ServerName localhost:4443

6) Go to the folder of C:\Apache24\bin and follow the instructions in the readme_first.html file that comes with the package of the binaries to install the Apache as a service and to start the Apache by the following commands.

httpd -k install

httpd -k start

7) Once the Apache has started, type in "http://localhost:4443" in the address window of a browser, the browser will display the content stored in C:\Apache24\htdocs folder, as shown below.

8) Navigate to the http://localhost:4443/BrowserPrint.js/Sample/ folder in the browser. You'll see the sample demo as shown below.
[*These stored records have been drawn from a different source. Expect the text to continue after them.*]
//! Interpreter for rendered `math`/`np` code
//!
//! The evaluator renders an expression with the printer, reads the text back
//! with the code-mode parser, and walks the resulting tree here. Walking the
//! printer's own output keeps evaluation faithful to what generated code
//! would compute.

use std::collections::HashMap;

use crate::eval::namespace::FunctionNamespace;
use crate::eval::{EvalError, EvalValue};
use crate::expr::parser::parse_code;
use crate::expr::{derivative_name, BoolOp, Expr};

/// Context for expression evaluation, providing variable values
pub trait EvaluationContext {
    /// Get the value of a variable
    fn get_variable(&self, name: &str) -> Option<&EvalValue>;

    /// Check if a variable exists
    fn has_variable(&self, name: &str) -> bool {
        self.get_variable(name).is_some()
    }
}

impl EvaluationContext for HashMap<String, EvalValue> {
    fn get_variable(&self, name: &str) -> Option<&EvalValue> {
        self.get(name)
    }
}

/// Tree walker over parsed code
pub struct Interpreter<'a, C: EvaluationContext> {
    context: &'a C,
    namespace: FunctionNamespace,
}

impl<'a, C: EvaluationContext> Interpreter<'a, C> {
    pub fn new(context: &'a C, namespace: FunctionNamespace) -> Self {
        Self { context, namespace }
    }

    /// Parse `code` as rendered source text and evaluate it.
    ///
    /// # Examples
    ///
    /// ```
    /// use std::collections::HashMap;
    /// use modelparams_rs::eval::{EvalValue, FunctionNamespace, Interpreter};
    ///
    /// let mut values = HashMap::new();
    /// values.insert("x".to_string(), EvalValue::Scalar(-2.0));
    ///
    /// let interpreter = Interpreter::new(&values, FunctionNamespace::Math);
    /// let v = interpreter.evaluate_code("1.0 if x < 0 else math.sqrt(x)").unwrap();
    /// assert_eq!(v, EvalValue::Scalar(1.0));
    /// ```
    pub fn evaluate_code(&self, code: &str) -> Result<EvalValue, EvalError> {
        let expr = parse_code(code)?;
        self.evaluate(&expr)
    }

    pub fn evaluate(&self, expr: &Expr) -> Result<EvalValue, EvalError> {
        match expr {
            Expr::Number(n) => Ok(EvalValue::Scalar(n.to_f64())),
            Expr::Constant(c) => Ok(EvalValue::Scalar(c.value())),
            Expr::Bool(b) => Ok(EvalValue::Bool(*b)),
            Expr::Symbol(s) => self.variable(s.name()),
            Expr::Derivative(f, x) => self.variable(&derivative_name(f, x)),
            Expr::Add(terms) => self.fold(terms, |a, b| a + b),
            Expr::Mul(factors) => self.fold(factors, |a, b| a * b),
            Expr::Pow(base, exponent) => {
                let base = self.evaluate(base)?;
                let exponent = self.evaluate(exponent)?;
                power(&base, &exponent)
            }
            Expr::Function(name, args) => {
                // Evaluate all arguments
                let args = args
                    .iter()
                    .map(|arg| self.evaluate(arg))
                    .collect::<Result<Vec<_>, _>>()?;
                self.namespace.call(name, &args)
            }
            Expr::Relational(op, lhs, rhs) => {
                let lhs = self.evaluate(lhs)?;
                let rhs = self.evaluate(rhs)?;
                lhs.compare(&rhs, *op)
            }
            Expr::Piecewise {
                branches,
                otherwise,
            } => {
                for (value, condition) in branches {
                    if self.evaluate(condition)?.truth()? {
                        return self.evaluate(value);
                    }
                }
                self.evaluate(otherwise)
            }
            Expr::Boolean(op, operands) => {
                // Short-circuit like `and`/`or`
                let stop_at = *op == BoolOp::Or;
                for operand in operands {
                    if self.evaluate(operand)?.truth()? == stop_at {
                        return Ok(EvalValue::Bool(stop_at));
                    }
                }
                Ok(EvalValue::Bool(!stop_at))
            }
        }
    }

    fn variable(&self, name: &str) -> Result<EvalValue, EvalError> {
        if let Some(value) = self.context.get_variable(name) {
            return Ok(value.clone());
        }
        match self.namespace.constant(name) {
            Some(value) => Ok(EvalValue::Scalar(value)),
            None => Err(EvalError::UndefinedVariable {
                name: name.to_string(),
            }),
        }
    }

    fn fold(&self, items: &[Expr], f: impl Fn(f64, f64) -> f64 + Copy) -> Result<EvalValue, EvalError> {
        let mut iter = items.iter();
        let mut acc = match iter.next() {
            Some(first) => self.evaluate(first)?,
            None => return Err(EvalError::InvalidArgument {
                function: "operator".to_string(),
                message: "no operands".to_string(),
            }),
        };
        for item in iter {
            acc = acc.zip_with(&self.evaluate(item)?, f)?;
        }
        Ok(acc)
    }
}

/// `base ** exponent`; a zero scalar base with a negative exponent is a
/// division by zero.
fn power(base: &EvalValue, exponent: &EvalValue) -> Result<EvalValue, EvalError> {
    if let (Some(b), Some(e)) = (base.as_f64(), exponent.as_f64()) {
        if b == 0.0 && e < 0.0 {
            return Err(EvalError::DivisionByZero);
        }
    }
    base.zip_with(exponent, f64::powf)
}
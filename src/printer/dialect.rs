//! Target dialect descriptors
//!
//! A [`Dialect`] is a table of rendering choices: how literals look, how
//! powers, conditionals and relations are spelled, which prefix qualifies
//! math functions, and how individual functions are renamed. The printer
//! reads these tables; no dialect needs its own printer type.

use std::collections::HashMap;
use std::fmt;

use super::RenderError;

/// Source language family
#[derive(Debug, Clone, Copy, PartialEq, Eq)]
pub enum Language {
    C,
    Cpp,
    Python,
    Matlab,
    Sympy,
}

/// Namespace prefix used by the Python dialects
#[derive(Debug, Clone, Copy, PartialEq, Eq, Hash)]
pub enum Namespace {
    Bare,
    Math,
    Np,
    Numpy,
    Ufl,
}

impl Namespace {
    pub fn from_name(name: &str) -> Option<Self> {
        match name {
            "" => Some(Namespace::Bare),
            "math" => Some(Namespace::Math),
            "np" => Some(Namespace::Np),
            "numpy" => Some(Namespace::Numpy),
            "ufl" => Some(Namespace::Ufl),
            _ => None,
        }
    }

    pub fn name(&self) -> &'static str {
        match self {
            Namespace::Bare => "",
            Namespace::Math => "math",
            Namespace::Np => "np",
            Namespace::Numpy => "numpy",
            Namespace::Ufl => "ufl",
        }
    }

    /// `"math."`, `"np."`, ... or `""`
    pub fn prefix(&self) -> String {
        match self {
            Namespace::Bare => String::new(),
            other => format!("{}.", other.name()),
        }
    }
}

impl fmt::Display for Namespace {
    fn fmt(&self, f: &mut fmt::Formatter<'_>) -> fmt::Result {
        write!(f, "{}", self.name())
    }
}

/// How integer literals are written
#[derive(Debug, Clone, Copy, PartialEq, Eq)]
pub enum LiteralStyle {
    /// `2` becomes `2.0`
    Decimal,
    AsIs,
}

/// How a general power is written
#[derive(Debug, Clone, PartialEq, Eq)]
pub enum PowerStyle {
    /// `name(base, exp)`
    Call(String),
    /// `base op exp`
    Operator(&'static str),
}

/// How a piecewise selection is written
#[derive(Debug, Clone, PartialEq, Eq)]
pub enum ConditionalStyle {
    /// `(c ? a : b)`
    Ternary,
    /// `a if c else b`, the condition optionally wrapped in a call
    InlineIf { wrapper: Option<String> },
    /// `name(c, a, b)`
    Call(String),
    /// `((c)*(a) + (1 - (c))*(b))`
    Blend,
    /// `Piecewise((a, c), (b, True))`
    Piecewise,
}

/// How relations are written
#[derive(Debug, Clone, PartialEq, Eq)]
pub enum RelationalStyle {
    /// `a < b`
    Infix,
    /// `{prefix}lt(a, b)`
    Call(String),
}

/// Rendering rule for a known function
#[derive(Debug, Clone, PartialEq, Eq)]
pub enum FunctionRule {
    Rename {
        target: &'static str,
        qualified: bool,
    },
    /// `sign(x)` as `copysign(1, x)`
    CopySign,
    /// Absolute value, choosing the integer variant for integer arguments
    Abs {
        real: &'static str,
        integer: &'static str,
    },
}

const ELEMENTARY: [&str; 21] = [
    "sin", "cos", "tan", "asin", "acos", "atan", "atan2", "sinh", "cosh", "tanh", "asinh",
    "acosh", "atanh", "exp", "log", "log10", "sqrt", "floor", "erf", "erfc", "fmod",
];

/// A rendering target.
///
/// # Examples
///
/// ```
/// use modelparams_rs::printer::{Dialect, Printer};
/// use modelparams_rs::expr::Expr;
///
/// let printer = Printer::new(Dialect::from_name("cpp").unwrap());
/// let e = Expr::func("Max", vec![Expr::symbol("a"), Expr::symbol("b")]);
/// assert_eq!(printer.print(&e).unwrap(), "fmax(a, b)");
///
/// assert!(Dialect::from_name("fortran").is_err());
/// ```
#[derive(Debug, Clone)]
pub struct Dialect {
    pub(crate) name: String,
    pub(crate) language: Language,
    pub(crate) namespace: Option<Namespace>,
    pub(crate) prefix: String,
    pub(crate) literals: LiteralStyle,
    pub(crate) power: PowerStyle,
    pub(crate) sqrt: Option<String>,
    pub(crate) expand_powers: bool,
    pub(crate) wrap_power_factors: bool,
    pub(crate) conditional: ConditionalStyle,
    pub(crate) relational: RelationalStyle,
    pub(crate) not_equal: &'static str,
    pub(crate) and_token: &'static str,
    pub(crate) or_token: &'static str,
    pub(crate) boolean_arity: Option<usize>,
    pub(crate) booleans: Option<(&'static str, &'static str)>,
    pub(crate) functions: HashMap<&'static str, FunctionRule>,
    pub(crate) pi: String,
    pub(crate) e: String,
    pub(crate) infinity: String,
    pub(crate) nan: String,
}

fn elementary_functions() -> HashMap<&'static str, FunctionRule> {
    ELEMENTARY
        .iter()
        .map(|&name| {
            (
                name,
                FunctionRule::Rename {
                    target: name,
                    qualified: true,
                },
            )
        })
        .collect()
}

fn rename(target: &'static str, qualified: bool) -> FunctionRule {
    FunctionRule::Rename { target, qualified }
}

impl Dialect {
    fn c_family(name: &str, language: Language, prefix: &str) -> Self {
        let mut functions = elementary_functions();
        functions.insert("max", rename("fmax", false));
        functions.insert("min", rename("fmin", false));
        functions.insert("ceiling", rename("ceil", true));
        functions.insert("ceil", rename("ceil", true));
        functions.insert(
            "abs",
            FunctionRule::Abs {
                real: "fabs",
                integer: "abs",
            },
        );
        functions.insert("sign", FunctionRule::CopySign);

        Self {
            name: name.to_string(),
            language,
            namespace: None,
            prefix: prefix.to_string(),
            literals: LiteralStyle::Decimal,
            power: PowerStyle::Call(format!("{}pow", prefix)),
            sqrt: Some(format!("{}sqrt", prefix)),
            expand_powers: true,
            wrap_power_factors: true,
            conditional: ConditionalStyle::Ternary,
            relational: RelationalStyle::Infix,
            not_equal: "!=",
            and_token: "&&",
            or_token: "||",
            boolean_arity: None,
            booleans: if language == Language::Cpp {
                Some(("true", "false"))
            } else {
                Some(("1", "0"))
            },
            functions,
            pi: "M_PI".to_string(),
            e: "M_E".to_string(),
            infinity: "INFINITY".to_string(),
            nan: "NAN".to_string(),
        }
    }

    /// C99
    pub fn c() -> Self {
        Self::c_family("c", Language::C, "")
    }

    /// C++ with `std::`-qualified math functions
    pub fn cpp() -> Self {
        Self::c_family("cpp", Language::Cpp, "std::")
    }

    /// Python with the given module prefix for math functions
    pub fn python(namespace: Namespace) -> Self {
        let prefix = namespace.prefix();
        let mut functions = elementary_functions();
        functions.insert("max", rename("max", false));
        functions.insert("min", rename("min", false));
        functions.insert("ceiling", rename("ceil", true));
        functions.insert("ceil", rename("ceil", true));
        functions.insert(
            "abs",
            if namespace == Namespace::Math {
                rename("fabs", true)
            } else {
                rename("abs", true)
            },
        );
        match namespace {
            Namespace::Ufl => {
                functions.insert("log", rename("ln", true));
                functions.insert("sign", rename("sign", true));
            }
            Namespace::Bare => {
                functions.insert("sign", rename("sign", false));
            }
            _ => {
                functions.insert("sign", FunctionRule::CopySign);
            }
        }

        let (power, conditional, relational) = match namespace {
            Namespace::Ufl => (
                PowerStyle::Call("ufl.elem_pow".to_string()),
                ConditionalStyle::Call("ufl.conditional".to_string()),
                RelationalStyle::Call("ufl.".to_string()),
            ),
            Namespace::Np | Namespace::Numpy => (
                PowerStyle::Call(format!("{}pow", prefix)),
                ConditionalStyle::InlineIf {
                    wrapper: Some(format!("{}all", prefix)),
                },
                RelationalStyle::Infix,
            ),
            _ => (
                PowerStyle::Call(format!("{}pow", prefix)),
                ConditionalStyle::InlineIf { wrapper: None },
                RelationalStyle::Infix,
            ),
        };

        let (pi, e, infinity, nan) = match namespace {
            Namespace::Bare => (
                "pi".to_string(),
                "E".to_string(),
                "float('inf')".to_string(),
                "float('nan')".to_string(),
            ),
            _ => (
                format!("{}pi", prefix),
                format!("{}e", prefix),
                format!("{}inf", prefix),
                format!("{}nan", prefix),
            ),
        };

        Self {
            name: if namespace == Namespace::Bare {
                "python".to_string()
            } else {
                format!("python ({})", namespace)
            },
            language: Language::Python,
            namespace: Some(namespace),
            literals: if namespace == Namespace::Bare {
                LiteralStyle::AsIs
            } else {
                LiteralStyle::Decimal
            },
            power,
            sqrt: Some(format!("{}sqrt", prefix)),
            expand_powers: true,
            wrap_power_factors: false,
            conditional,
            relational,
            not_equal: "!=",
            and_token: "and",
            or_token: "or",
            boolean_arity: if namespace == Namespace::Ufl {
                Some(2)
            } else {
                None
            },
            booleans: if namespace == Namespace::Ufl {
                None
            } else {
                Some(("True", "False"))
            },
            functions,
            pi,
            e,
            infinity,
            nan,
            prefix,
        }
    }

    /// MATLAB
    pub fn matlab() -> Self {
        let mut functions = elementary_functions();
        functions.insert("max", rename("max", false));
        functions.insert("min", rename("min", false));
        functions.insert("ceiling", rename("ceil", false));
        functions.insert("ceil", rename("ceil", false));
        functions.insert("abs", rename("abs", false));
        functions.insert("sign", rename("sign", false));
        functions.insert("fmod", rename("mod", false));

        Self {
            name: "matlab".to_string(),
            language: Language::Matlab,
            namespace: None,
            prefix: String::new(),
            literals: LiteralStyle::AsIs,
            power: PowerStyle::Operator("^"),
            sqrt: Some("sqrt".to_string()),
            expand_powers: true,
            wrap_power_factors: false,
            conditional: ConditionalStyle::Blend,
            relational: RelationalStyle::Infix,
            not_equal: "~=",
            and_token: "&",
            or_token: "|",
            boolean_arity: None,
            booleans: Some(("true", "false")),
            functions,
            pi: "pi".to_string(),
            e: "exp(1)".to_string(),
            infinity: "Inf".to_string(),
            nan: "NaN".to_string(),
        }
    }

    /// Octave, rendered like MATLAB
    pub fn octave() -> Self {
        Self {
            name: "octave".to_string(),
            ..Self::matlab()
        }
    }

    /// Sympy's own string form; reads back with [`crate::expr::parse_expr`]
    pub fn sympy() -> Self {
        Self {
            name: "sympy".to_string(),
            language: Language::Sympy,
            namespace: None,
            prefix: String::new(),
            literals: LiteralStyle::AsIs,
            power: PowerStyle::Operator("**"),
            sqrt: None,
            expand_powers: false,
            wrap_power_factors: false,
            conditional: ConditionalStyle::Piecewise,
            relational: RelationalStyle::Infix,
            not_equal: "!=",
            and_token: "&",
            or_token: "|",
            boolean_arity: None,
            booleans: Some(("True", "False")),
            functions: HashMap::new(),
            pi: "pi".to_string(),
            e: "E".to_string(),
            infinity: "oo".to_string(),
            nan: "nan".to_string(),
        }
    }

    /// Look up a dialect by name.
    ///
    /// Accepts `c`, `cpp`/`c++`, `matlab`, `octave`, `sympy`, `python`, and the
    /// Python namespaces `""`, `math`, `np`, `numpy`, `ufl`.
    pub fn from_name(name: &str) -> Result<Self, RenderError> {
        match name.to_ascii_lowercase().as_str() {
            "c" => Ok(Self::c()),
            "cpp" | "c++" => Ok(Self::cpp()),
            "matlab" => Ok(Self::matlab()),
            "octave" => Ok(Self::octave()),
            "sympy" => Ok(Self::sympy()),
            "python" => Ok(Self::python(Namespace::Bare)),
            other => Namespace::from_name(other)
                .map(Self::python)
                .ok_or_else(|| RenderError::UnknownDialect(name.to_string())),
        }
    }

    pub fn name(&self) -> &str {
        &self.name
    }

    pub fn language(&self) -> Language {
        self.language
    }

    /// Python namespace, if this is a Python dialect
    pub fn namespace(&self) -> Option<Namespace> {
        self.namespace
    }

    /// Qualifier placed before math function names
    pub fn prefix(&self) -> &str {
        &self.prefix
    }

    /// The literal one
    pub fn one(&self) -> &'static str {
        match self.literals {
            LiteralStyle::Decimal => "1.0",
            LiteralStyle::AsIs => "1",
        }
    }

    /// Rule for a function name, matched case-insensitively.
    pub fn function_rule(&self, name: &str) -> Option<&FunctionRule> {
        self.functions.get(name.to_ascii_lowercase().as_str())
    }

    /// `target = value` in every language.
    pub fn assignment(&self, target: &str, value: &str) -> String {
        format!("{} = {}", target, value)
    }
}
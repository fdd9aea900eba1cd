//! Tests for Param, OptionParam and ConstParam

use modelparams_rs::parameters::{ConstParam, OptionParam, Param, ParamKind, ParameterError, Value};
use modelparams_rs::ErrorKind;

#[test]
fn test_param_creation() {
    let p = Param::new(45).with_name("jada").unwrap().with_description("a value");
    assert_eq!(p.name(), "jada");
    assert_eq!(p.description(), "a value");
    assert_eq!(p.value(), &Value::Int(45));
    assert_eq!(p.kind(), ParamKind::Param);
}

#[test]
fn test_value_type_is_fixed() {
    let mut p = Param::new(1.5);

    // Integers are accepted by float parameters
    p.set_value(2).unwrap();
    assert_eq!(p.value(), &Value::Float(2.0));

    let err = p.set_value("text").unwrap_err();
    assert!(matches!(err, ParameterError::TypeMismatch { .. }));
    assert_eq!(err.kind(), ErrorKind::TypeError);
    assert_eq!(p.value(), &Value::Float(2.0));
}

#[test]
fn test_option_param() {
    let mut p = OptionParam::new(45, vec![45.into(), 56.into()])
        .unwrap()
        .with_name("bada")
        .unwrap();
    assert_eq!(p.to_string(), "45 ∈ [45, 56]");

    p.set_value(56).unwrap();
    let err = p.set_value(57).unwrap_err();
    assert_eq!(err.kind(), ErrorKind::ValueError);
    assert_eq!(p.value(), &Value::Int(56));

    assert!(matches!(
        OptionParam::new(1, vec![1.into()]),
        Err(ParameterError::InvalidOptions(_))
    ));
}

#[test]
fn test_string_options() {
    let mut p = OptionParam::new("bada", vec!["bada".into(), "wuabba".into()])
        .unwrap()
        .with_name("jada")
        .unwrap();
    let err = p.set_value("snada").unwrap_err();
    assert_eq!(
        err.to_string(),
        "Illegal value 'jada': 'snada' ∉ ['bada', 'wuabba']"
    );
}

#[test]
fn test_const_param() {
    let mut c = ConstParam::new(45).with_name("bada").unwrap();
    assert_eq!(c.to_string(), "45 - Constant");
    c.set_value(45).unwrap();
    let err = c.set_value(56).unwrap_err();
    assert_eq!(err.to_string(), "Illegal value 'bada': 56 != 45");
}

#[test]
fn test_rename_is_rejected() {
    let mut p = Param::new(true).with_name("flag").unwrap();
    let err = p.set_name("other").unwrap_err();
    assert_eq!(err.kind(), ErrorKind::TypeError);
    assert_eq!(p.name(), "flag");
}

#[test]
fn test_int_rejects_non_finite_floats() {
    let mut p = Param::new(3);
    p.set_value(7.9).unwrap();
    assert_eq!(p.value(), &Value::Int(7));

    for value in [f64::INFINITY, f64::NEG_INFINITY, f64::NAN, 1e300] {
        let err = p.set_value(value).unwrap_err();
        assert!(matches!(err, ParameterError::TypeMismatch { .. }));
    }
    assert_eq!(p.value(), &Value::Int(7));
}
Now, you can experiment with the sample demo.

2.2. Using Windows IIS (Internet Information Services)

Some people may want to use Windows IIS instead of Apache. Here are the steps to set up a Web Server with Windows IIS.

1) Click on Windows Start button and type in “Turn Windows features on or off” in the search box.

2) Expand the “Internet Information Services” option and enable the “World Wide Web Services” option in the Windows Features window. By default, the “Default Document”, “Directory Browsing”, “HTTP Errors” and “Static Content” options will be enabled.

3) Click on “OK”, as shown below.

4) Click on the Windows Start button and type in “Internet Information Services (IIS) Manager” or just “IIS”.

5) After the “Internet Information Services (IIS) Manager” window pops up, you right click on the Site and select “Add Web Site…” to add a new website. On the popped up dialogue window, type in “MyBrowserPrint” in the Site Name field. In the Physical Path field, navigate to the “C:\Program Files (x86)\Zebra Technologies\Zebra Browser Print\Documentation” folder, which is the folder created by the Browser Print installer by default. Then type in the port number 4444 (as we already used 4443 for Apache).

6) Click on the “OK” button. This new website will start running by default.

7) Now, you'll need to provide the read permission to the IUSR (the default internet user) for the content in “C:\Program Files (x86)\Zebra Technologies\Zebra Browser Print\Documentation” folder. If you forget to give the read permission to IUSR, you would get errors in the sample demo. To give the permission, you simply navigate to “C:\Program Files (x86)\Zebra Technologies\Zebra Browser Print\Documentation” folder and right click on the BrowserPrint.js folder and select the Properties. If the IUSR is not on the user name list, click on “Edit…” button to add IUSR to the list, so that you can give it the read permission. Then, click on "OK" button.

8) Open a browser and type on "http://localhost:4444/BrowserPrint.js/Sample" in the address window. Then you'll see the sample demo up and running in the browser as shown below. Now you can experiment the sample demo with IIS.

As always, any comments and feedback are welcome. Happy coding!

Darryn Campbell

Great instructions... I set up the webserver on my PC and got the demo working.

Question, it seems to me that the Zebra Browser Print Server must be installed and  running on the same PC as the Webserver.  Is this right?

Anonymous (not verified)

The webserver can be at anywhere on the network as long as it's accessible. Zebra Browser Print has to be installed on the PC that is used to access the webpage hosted on the webserver. So that the Browser Print can do a print (through the browser) onto a printer, which is either directly connected to the PC over USB or remotely connected in the same subnet. In this architecture, the webserver is just a place to host the html and the Browser Print library files.